* PROBLEM STATEMENT: Please return all the records exactly, with nothing left out.

* DATA RECORDS:
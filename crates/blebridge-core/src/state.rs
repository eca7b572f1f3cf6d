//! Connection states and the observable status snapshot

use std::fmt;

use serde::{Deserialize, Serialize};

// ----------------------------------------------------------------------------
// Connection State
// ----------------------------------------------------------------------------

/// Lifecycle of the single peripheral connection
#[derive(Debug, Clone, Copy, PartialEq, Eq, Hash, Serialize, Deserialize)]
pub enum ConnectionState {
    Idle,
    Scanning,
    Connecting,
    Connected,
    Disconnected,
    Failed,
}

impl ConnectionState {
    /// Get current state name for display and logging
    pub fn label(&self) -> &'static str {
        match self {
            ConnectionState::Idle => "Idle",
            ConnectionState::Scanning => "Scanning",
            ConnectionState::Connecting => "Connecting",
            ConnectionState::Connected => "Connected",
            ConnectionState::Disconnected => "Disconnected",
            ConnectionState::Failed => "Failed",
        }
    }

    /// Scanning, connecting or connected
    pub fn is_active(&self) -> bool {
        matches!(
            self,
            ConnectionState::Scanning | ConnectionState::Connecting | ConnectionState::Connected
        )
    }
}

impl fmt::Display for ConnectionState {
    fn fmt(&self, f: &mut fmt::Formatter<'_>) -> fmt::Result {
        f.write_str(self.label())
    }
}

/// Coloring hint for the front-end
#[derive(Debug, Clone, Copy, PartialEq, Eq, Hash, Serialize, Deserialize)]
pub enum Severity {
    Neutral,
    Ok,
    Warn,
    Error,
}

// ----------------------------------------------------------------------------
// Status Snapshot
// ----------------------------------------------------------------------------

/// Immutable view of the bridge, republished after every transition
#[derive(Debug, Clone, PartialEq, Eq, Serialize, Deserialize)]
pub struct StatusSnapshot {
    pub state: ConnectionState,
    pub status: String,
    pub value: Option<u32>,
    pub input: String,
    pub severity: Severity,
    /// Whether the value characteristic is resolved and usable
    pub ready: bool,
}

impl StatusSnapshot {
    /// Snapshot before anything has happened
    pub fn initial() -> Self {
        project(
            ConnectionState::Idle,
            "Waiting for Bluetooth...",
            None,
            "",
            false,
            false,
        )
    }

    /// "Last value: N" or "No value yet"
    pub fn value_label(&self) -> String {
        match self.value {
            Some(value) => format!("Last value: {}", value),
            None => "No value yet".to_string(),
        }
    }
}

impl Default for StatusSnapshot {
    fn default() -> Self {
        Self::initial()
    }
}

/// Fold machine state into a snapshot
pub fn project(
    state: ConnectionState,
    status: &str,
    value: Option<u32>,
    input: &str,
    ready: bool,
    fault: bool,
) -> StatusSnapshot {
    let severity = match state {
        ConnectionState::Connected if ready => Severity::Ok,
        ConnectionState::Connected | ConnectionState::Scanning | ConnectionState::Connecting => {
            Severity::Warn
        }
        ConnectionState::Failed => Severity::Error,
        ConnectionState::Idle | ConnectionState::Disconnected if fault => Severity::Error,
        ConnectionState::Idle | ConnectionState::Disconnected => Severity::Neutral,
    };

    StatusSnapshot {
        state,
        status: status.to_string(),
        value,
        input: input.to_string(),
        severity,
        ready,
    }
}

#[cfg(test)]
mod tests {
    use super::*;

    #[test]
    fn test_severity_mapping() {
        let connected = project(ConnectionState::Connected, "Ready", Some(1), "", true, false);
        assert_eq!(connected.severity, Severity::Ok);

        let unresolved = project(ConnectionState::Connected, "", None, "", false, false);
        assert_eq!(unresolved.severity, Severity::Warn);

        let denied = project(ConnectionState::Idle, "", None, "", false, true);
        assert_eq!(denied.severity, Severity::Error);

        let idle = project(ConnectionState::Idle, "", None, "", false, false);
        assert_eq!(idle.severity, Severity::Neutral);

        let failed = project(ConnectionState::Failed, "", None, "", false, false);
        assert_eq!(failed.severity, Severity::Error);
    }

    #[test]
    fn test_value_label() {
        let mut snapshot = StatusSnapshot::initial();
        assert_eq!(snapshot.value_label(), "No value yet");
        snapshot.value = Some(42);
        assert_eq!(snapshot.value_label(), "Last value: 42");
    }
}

* WRITTEN SOLUTION:
filename crates/blebridge-core/src/state.rs
repository eca7b572f1f3cf6d
//! Connection states and the observable status snapshot

use std::fmt;

use serde::{Deserialize, Serialize};

// ----------------------------------------------------------------------------
// Connection State
// ----------------------------------------------------------------------------

/// Lifecycle of the single peripheral connection
#[derive(Debug, Clone, Copy, PartialEq, Eq, Hash, Serialize, Deserialize)]
pub enum ConnectionState {
    Idle,
    Scanning,
    Connecting,
    Connected,
    Disconnected,
    Failed,
}

impl ConnectionState {
    /// Get current state name for display and logging
    pub fn label(&self) -> &'static str {
        match self {
            ConnectionState::Idle => "Idle",
            ConnectionState::Scanning => "Scanning",
            ConnectionState::Connecting => "Connecting",
            ConnectionState::Connected => "Connected",
            ConnectionState::Disconnected => "Disconnected",
            ConnectionState::Failed => "Failed",
        }
    }

    /// Scanning, connecting or connected
    pub fn is_active(&self) -> bool {
        matches!(
            self,
            ConnectionState::Scanning | ConnectionState::Connecting | ConnectionState::Connected
        )
    }
}

impl fmt::Display for ConnectionState {
    fn fmt(&self, f: &mut fmt::Formatter<'_>) -> fmt::Result {
        f.write_str(self.label())
    }
}

/// Coloring hint for the front-end
#[derive(Debug, Clone, Copy, PartialEq, Eq, Hash, Serialize, Deserialize)]
pub enum Severity {
    Neutral,
    Ok,
    Warn,
    Error,
}

// ----------------------------------------------------------------------------
// Status Snapshot
// ----------------------------------------------------------------------------

/// Immutable view of the bridge, republished after every transition
#[derive(Debug, Clone, PartialEq, Eq, Serialize, Deserialize)]
pub struct StatusSnapshot {
    pub state: ConnectionState,
    pub status: String,
    pub value: Option<u32>,
    pub input: String,
    pub severity: Severity,
    /// Whether the value characteristic is resolved and usable
    pub ready: bool,
}

impl StatusSnapshot {
    /// Snapshot before anything has happened
    pub fn initial() -> Self {
        project(
            ConnectionState::Idle,
            "Waiting for Bluetooth...",
            None,
            "",
            false,
            false,
        )
    }

    /// "Last value: N" or "No value yet"
    pub fn value_label(&self) -> String {
        match self.value {
            Some(value) => format!("Last value: {}", value),
            None => "No value yet".to_string(),
        }
    }
}

impl Default for StatusSnapshot {
    fn default() -> Self {
        Self::initial()
    }
}

/// Fold machine state into a snapshot
pub fn project(
    state: ConnectionState,
    status: &str,
    value: Option<u32>,
    input: &str,
    ready: bool,
    fault: bool,
) -> StatusSnapshot {
    let severity = match state {
        ConnectionState::Connected if ready => Severity::Ok,
        ConnectionState::Connected | ConnectionState::Scanning | ConnectionState::Connecting => {
            Severity::Warn
        }
        ConnectionState::Failed => Severity::Error,
        ConnectionState::Idle | ConnectionState::Disconnected if fault => Severity::Error,
        ConnectionState::Idle | ConnectionState::Disconnected => Severity::Neutral,
    };

    StatusSnapshot {
        state,
        status: status.to_string(),
        value,
        input: input.to_string(),
        severity,
        ready,
    }
}

#[cfg(test)]
mod tests {
    use super::*;

    #[test]
    fn test_severity_mapping() {
        let connected = project(ConnectionState::Connected, "Ready", Some(1), "", true, false);
        assert_eq!(connected.severity, Severity::Ok);

        let unresolved = project(ConnectionState::Connected, "", None, "", false, false);
        assert_eq!(unresolved.severity, Severity::Warn);

        let denied = project(ConnectionState::Idle, "", None, "", false, true);
        assert_eq!(denied.severity, Severity::Error);

        let idle = project(ConnectionState::Idle, "", None, "", false, false);
        assert_eq!(idle.severity, Severity::Neutral);

        let failed = project(ConnectionState::Failed, "", None, "", false, false);
        assert_eq!(failed.severity, Severity::Error);
    }

    #[test]
    fn test_value_label() {
        let mut snapshot = StatusSnapshot::initial();
        assert_eq!(snapshot.value_label(), "No value yet");
        snapshot.value = Some(42);
        assert_eq!(snapshot.value_label(), "Last value: 42");
    }
}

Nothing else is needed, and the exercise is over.